§ Material for the task
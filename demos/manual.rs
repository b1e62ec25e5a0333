use argset::{ArgParser, ArgSet, Argument, ConfigError, List, Nargs, Scalar};

fn main() -> Result<(), ConfigError> {
    let mut salary: f64 = 0.0;
    let mut emp_ids: Vec<i32> = Vec::default();
    let mut department: String = "engineering".to_string();
    let mut intern: bool = false;

    let arg_set = ArgSet::new()
        .description("Record an employee's salary.")
        .add(
            "salary",
            Argument::positional(Scalar::new(&mut salary), "The yearly salary."),
        )
        .add(
            "emp-id",
            Argument::optional(List::new(&mut emp_ids), "The employee ids.")
                .with_nargs(Nargs::Unlimited)?,
        )
        .add(
            "department",
            Argument::optional(Scalar::new(&mut department), "The department."),
        )
        .add(
            "is-intern",
            Argument::switch(Scalar::new(&mut intern), "Whether the employee is an intern.")?,
        );

    ArgParser::new("manual", arg_set).parse();
    println!("salary: {salary}");
    println!("emp_ids: {emp_ids:?}");
    println!("department: {department}");
    println!("intern: {intern}");
    Ok(())
}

§ Task to complete
An exact copy of the listing above is what is wanted.

§ Output of the exercise
filename demos/manual.rs
repository b1e62ec25e5a0333
use argset::{ArgParser, ArgSet, Argument, ConfigError, List, Nargs, Scalar};

fn main() -> Result<(), ConfigError> {
    let mut salary: f64 = 0.0;
    let mut emp_ids: Vec<i32> = Vec::default();
    let mut department: String = "engineering".to_string();
    let mut intern: bool = false;

    let arg_set = ArgSet::new()
        .description("Record an employee's salary.")
        .add(
            "salary",
            Argument::positional(Scalar::new(&mut salary), "The yearly salary."),
        )
        .add(
            "emp-id",
            Argument::optional(List::new(&mut emp_ids), "The employee ids.")
                .with_nargs(Nargs::Unlimited)?,
        )
        .add(
            "department",
            Argument::optional(Scalar::new(&mut department), "The department."),
        )
        .add(
            "is-intern",
            Argument::switch(Scalar::new(&mut intern), "Whether the employee is an intern.")?,
        );

    ArgParser::new("manual", arg_set).parse();
    println!("salary: {salary}");
    println!("emp_ids: {emp_ids:?}");
    println!("department: {department}");
    println!("intern: {intern}");
    Ok(())
}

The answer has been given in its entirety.